Task => Extract each line of the records below that contains the word "None".

*** Supplied material ***

//! Adaptiver Jitter Buffer fuer Audio-Frames einer Session
//!
//! Ordnet eingehende Frames nach Sequenznummer, gibt sie im Wiedergabetakt
//! in aufsteigender Reihenfolge heraus und verdeckt endgueltig fehlende
//! Frames ueber den [`PacketLossConcealer`].
//!
//! ## Sequenzraum
//! Sequenznummern sind 16 Bit und laufen ueber. Intern wird jede Nummer
//! relativ zum Wiedergabe-Cursor in einen erweiterten 64-Bit-Raum
//! abgebildet (naechster Abstand, ±2^15). Der Cursor ist in diesem Raum
//! monoton nicht fallend, sobald die Wiedergabe begonnen hat.
//!
//! ## Zielverzoegerung
//! Der Inter-Arrival-Jitter wird wie in RFC 3550 geglaettet
//! (`J += (|D| - J) / 16`). Daraus folgt die gewuenschte Verzoegerung
//! `frame_ms + 4·J`; die Zielverzoegerung steigt schnell dorthin und faellt
//! langsam zurueck, immer begrenzt auf `[min_delay_ms, max_delay_ms]`.
//!
//! Keine Locks: der Buffer gehoert exklusiv einem Session-Task.

use std::collections::BTreeMap;
use std::time::Instant;

use serde::Deserialize;

use crate::frame::AudioFrame;
use crate::plc::PacketLossConcealer;

// ---------------------------------------------------------------------------
// Konfiguration
// ---------------------------------------------------------------------------

/// Konfiguration fuer den Jitter Buffer
#[derive(Debug, Clone, Deserialize)]
#[serde(default)]
pub struct JitterBufferConfig {
    /// Nominale Frame-Dauer in ms
    pub frame_ms: u32,
    /// Untere Grenze der Zielverzoegerung
    pub min_delay_ms: u32,
    /// Obere Grenze der Zielverzoegerung
    pub max_delay_ms: u32,
    /// Startwert der Zielverzoegerung
    pub start_delay_ms: u32,
    /// Wie weit hinter dem Cursor ein Frame vor Wiedergabebeginn noch
    /// einsortiert wird (in Frames); danach gilt er als verspaetet
    pub reorder_fenster: u16,
    /// Maximale Anzahl gepufferter Frames
    pub max_frames: usize,
    /// Sprung nach vorne (in Frames), ab dem der Buffer neu synchronisiert
    pub resync_schwelle: u16,
}

impl Default for JitterBufferConfig {
    fn default() -> Self {
        Self {
            frame_ms: 20,
            min_delay_ms: 20,
            max_delay_ms: 200,
            start_delay_ms: 60,
            reorder_fenster: 32,
            max_frames: 100,
            resync_schwelle: 1_000,
        }
    }
}

impl JitterBufferConfig {
    /// Prueft die Konfiguration auf Widersprueche
    pub fn validieren(&self) -> Result<(), String> {
        if self.frame_ms == 0 {
            return Err("frame_ms muss > 0 sein".into());
        }
        if self.min_delay_ms > self.max_delay_ms {
            return Err(format!(
                "min_delay_ms ({}) > max_delay_ms ({})",
                self.min_delay_ms, self.max_delay_ms
            ));
        }
        if self.max_frames == 0 {
            return Err("max_frames muss > 0 sein".into());
        }
        Ok(())
    }
}

// ---------------------------------------------------------------------------
// Statistiken
// ---------------------------------------------------------------------------

/// Statistiken des Jitter Buffers (Snapshot)
#[derive(Debug, Clone, Default, PartialEq)]
pub struct JitterBufferStatistik {
    pub packets_received: u64,
    pub packets_played: u64,
    pub packets_late: u64,
    pub packets_concealed: u64,
    pub packets_duplicate: u64,
    /// Wegen Ueberlauf verworfene Frames
    pub packets_overflow: u64,
    pub resyncs: u64,
    pub current_buffer_size: usize,
    pub jitter_ms: f64,
    pub average_latency_ms: f64,
    pub target_delay_ms: f64,
}

// ---------------------------------------------------------------------------
// BufferSlot
// ---------------------------------------------------------------------------

/// Sicht des Buffers auf einen Frame
#[derive(Debug, Clone)]
pub struct BufferSlot {
    pub frame: AudioFrame,
    /// Ankunftszeit (bei verdeckten Frames: Zeitpunkt der Synthese)
    pub ankunft: Instant,
    pub concealed: bool,
}

// ---------------------------------------------------------------------------
// JitterBuffer
// ---------------------------------------------------------------------------

/// Glaettungsfaktor fuer die Latenz-Mittelung
const LATENZ_ALPHA: f64 = 0.05;
/// Abklingrate der Zielverzoegerung pro Frame
const ZIEL_ABKLINGEN: f64 = 0.02;

/// Adaptiver Jitter Buffer (pro Session, nicht thread-safe)
pub struct JitterBuffer {
    config: JitterBufferConfig,
    /// Gepufferte Frames im erweiterten Sequenzraum
    slots: BTreeMap<u64, BufferSlot>,
    /// Naechste abzuspielende Sequenz (erweitert); None bis zum ersten Frame
    cursor: Option<u64>,
    /// Wiedergabe hat begonnen (ab hier keine Cursor-Korrektur nach hinten)
    gestartet: bool,
    /// Zuletzt gespielter Frame als Vorlage fuer verdeckte Frames
    letzter_frame: Option<AudioFrame>,
    /// Ankunft und Zeitstempel des zuletzt empfangenen Frames (Jitter)
    letzte_ankunft: Option<(Instant, u32, u32)>,
    jitter_ms: f64,
    ziel_ms: f64,
    plc: PacketLossConcealer,
    statistik: JitterBufferStatistik,
}

impl JitterBuffer {
    pub fn neu(config: JitterBufferConfig) -> Self {
        let ziel_ms = (config.start_delay_ms as f64)
            .clamp(config.min_delay_ms as f64, config.max_delay_ms as f64);
        Self {
            config,
            slots: BTreeMap::new(),
            cursor: None,
            gestartet: false,
            letzter_frame: None,
            letzte_ankunft: None,
            jitter_ms: 0.0,
            ziel_ms,
            plc: PacketLossConcealer::neu(),
            statistik: JitterBufferStatistik::default(),
        }
    }

    pub fn standard() -> Self {
        Self::neu(JitterBufferConfig::default())
    }

    /// Bildet eine 16-Bit-Sequenz relativ zum Cursor in den erweiterten Raum ab
    fn erweitern(basis: u64, seq: u16) -> u64 {
        let diff = seq.wrapping_sub(basis as u16) as i16 as i64;
        (basis as i64).wrapping_add(diff) as u64
    }

    /// Fuegt einen Frame ein
    ///
    /// Verspaetete Frames (hinter dem Cursor) und Duplikate werden verworfen
    /// und gezaehlt; es gibt keine Fehlerrueckgabe.
    pub fn push(&mut self, frame: AudioFrame, ankunft: Instant) {
        self.statistik.packets_received += 1;
        self.jitter_messen(&frame, ankunft);

        let seq = frame.seq;
        let cursor = match self.cursor {
            Some(c) => c,
            None => {
                // Erster Frame: Basis so weit oben, dass der Raum nie negativ wird
                let basis = (1u64 << 32) + seq as u64;
                self.cursor = Some(basis);
                basis
            }
        };
        let ext = Self::erweitern(cursor, seq);

        if ext < cursor {
            let rueckstand = cursor - ext;
            if !self.gestartet && rueckstand <= self.config.reorder_fenster as u64 {
                // Vor Wiedergabebeginn: Cursor auf den aeltesten Frame ziehen
                self.cursor = Some(ext);
            } else {
                self.statistik.packets_late += 1;
                tracing::trace!(seq, rueckstand, "Verspaeteter Frame verworfen");
                return;
            }
        } else if ext - cursor > self.config.resync_schwelle as u64 {
            // Sender hat neu begonnen oder weit uebersprungen
            tracing::debug!(seq, sprung = ext - cursor, "Jitter Buffer resynchronisiert");
            self.slots.clear();
            self.cursor = Some(ext);
            self.gestartet = false;
            self.statistik.resyncs += 1;
        }

        if self.slots.contains_key(&ext) {
            self.statistik.packets_duplicate += 1;
            return;
        }

        self.slots.insert(
            ext,
            BufferSlot {
                frame,
                ankunft,
                concealed: false,
            },
        );

        // Ueberlauf: aeltesten Frame verwerfen und Cursor dahinter setzen
        if self.slots.len() > self.config.max_frames {
            if let Some((aeltester, _)) = self.slots.pop_first() {
                self.statistik.packets_overflow += 1;
                if self.cursor.map(|c| c <= aeltester).unwrap_or(false) {
                    self.cursor = Some(aeltester + 1);
                }
                tracing::warn!(seq = aeltester as u16, "Buffer-Ueberlauf: Frame verworfen");
            }
        }

        self.statistik.current_buffer_size = self.slots.len();
    }

    /// Gibt den naechsten Frame fuer die Wiedergabe zurueck
    ///
    /// `None`, solange die Zielverzoegerung noch nicht erreicht ist oder
    /// kein Frame faellig ist.
    pub fn pop(&mut self, jetzt: Instant) -> Option<BufferSlot> {
        let cursor = self.cursor?;
        let (&erster, erster_slot) = self.slots.iter().next()?;

        if !self.gestartet {
            let gepuffert_ms = self.slots.len() as f64 * self.config.frame_ms as f64;
            let gewartet_ms = Self::ms_seit(erster_slot.ankunft, jetzt);
            if gepuffert_ms < self.ziel_ms && gewartet_ms < self.ziel_ms {
                return None;
            }
            self.gestartet = true;
        }

        if erster == cursor {
            let slot = self.slots.pop_first().map(|(_, slot)| slot)?;
            self.cursor = Some(cursor + 1);
            self.statistik.packets_played += 1;
            let latenz = Self::ms_seit(slot.ankunft, jetzt);
            self.statistik.average_latency_ms = if self.statistik.packets_played == 1 {
                latenz
            } else {
                self.statistik.average_latency_ms
                    + LATENZ_ALPHA * (latenz - self.statistik.average_latency_ms)
            };
            self.plc.original(&slot.frame.samples);
            self.letzter_frame = Some(slot.frame.clone());
            self.statistik.current_buffer_size = self.slots.len();
            return Some(slot);
        }

        // Luecke am Cursor: erst verdecken, wenn der naechste vorhandene Frame
        // bereits laenger als die Zielverzoegerung wartet
        if Self::ms_seit(erster_slot.ankunft, jetzt) < self.ziel_ms {
            return None;
        }

        let vorlage = self
            .letzter_frame
            .clone()
            .unwrap_or_else(|| erster_slot.frame.clone());
        let samples = self.plc.verdecken(vorlage.samples.len()).into_samples();
        let samples_pro_frame = vorlage.samples.len() as u32;
        let frame = AudioFrame::aus_pcm(
            cursor as u16,
            vorlage.timestamp.wrapping_add(samples_pro_frame),
            vorlage.codec,
            vorlage.sample_rate,
            samples,
        );

        self.cursor = Some(cursor + 1);
        self.statistik.packets_concealed += 1;
        self.letzter_frame = Some(frame.clone());
        tracing::trace!(seq = cursor as u16, "Frame verdeckt");

        Some(BufferSlot {
            frame,
            ankunft: jetzt,
            concealed: true,
        })
    }

    /// Aktualisiert Jitter-Schaetzung und Zielverzoegerung
    fn jitter_messen(&mut self, frame: &AudioFrame, ankunft: Instant) {
        if let Some((vorher, ts_vorher, rate)) = self.letzte_ankunft {
            if rate > 0 && rate == frame.sample_rate {
                let ankunft_ms = ankunft.saturating_duration_since(vorher).as_secs_f64() * 1000.0
                    - vorher.saturating_duration_since(ankunft).as_secs_f64() * 1000.0;
                let ts_diff = frame.timestamp.wrapping_sub(ts_vorher) as i32 as f64;
                let sende_ms = ts_diff * 1000.0 / rate as f64;
                let d = (ankunft_ms - sende_ms).abs();
                self.jitter_ms += (d - self.jitter_ms) / 16.0;
            }
        }
        self.letzte_ankunft = Some((ankunft, frame.timestamp, frame.sample_rate));

        let min = self.config.min_delay_ms as f64;
        let max = self.config.max_delay_ms as f64;
        let gewuenscht = (self.config.frame_ms as f64 + 4.0 * self.jitter_ms).clamp(min, max);
        if gewuenscht > self.ziel_ms {
            self.ziel_ms = gewuenscht;
        } else {
            self.ziel_ms -= (self.ziel_ms - gewuenscht) * ZIEL_ABKLINGEN;
        }
        self.ziel_ms = self.ziel_ms.clamp(min, max);
    }

    fn ms_seit(seit: Instant, jetzt: Instant) -> f64 {
        jetzt.saturating_duration_since(seit).as_secs_f64() * 1000.0
    }

    /// Snapshot der Statistiken
    pub fn statistik(&self) -> JitterBufferStatistik {
        let mut s = self.statistik.clone();
        s.current_buffer_size = self.slots.len();
        s.jitter_ms = self.jitter_ms;
        s.target_delay_ms = self.ziel_ms;
        s
    }

    /// Aktuelle Zielverzoegerung in ms
    pub fn ziel_delay_ms(&self) -> f64 {
        self.ziel_ms
    }

    pub fn fuellstand(&self) -> usize {
        self.slots.len()
    }

    /// Setzt Buffer und Statistiken zurueck (Konfiguration bleibt)
    pub fn reset(&mut self) {
        *self = Self::neu(self.config.clone());
    }
}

*** End of Supplied material ***

Response below =>
    /// Naechste abzuspielende Sequenz (erweitert); None bis zum ersten Frame
            cursor: None,
            letzter_frame: None,
            letzte_ankunft: None,
            None => {
    /// `None`, solange die Zielverzoegerung noch nicht erreicht ist oder
                return None;
            return None;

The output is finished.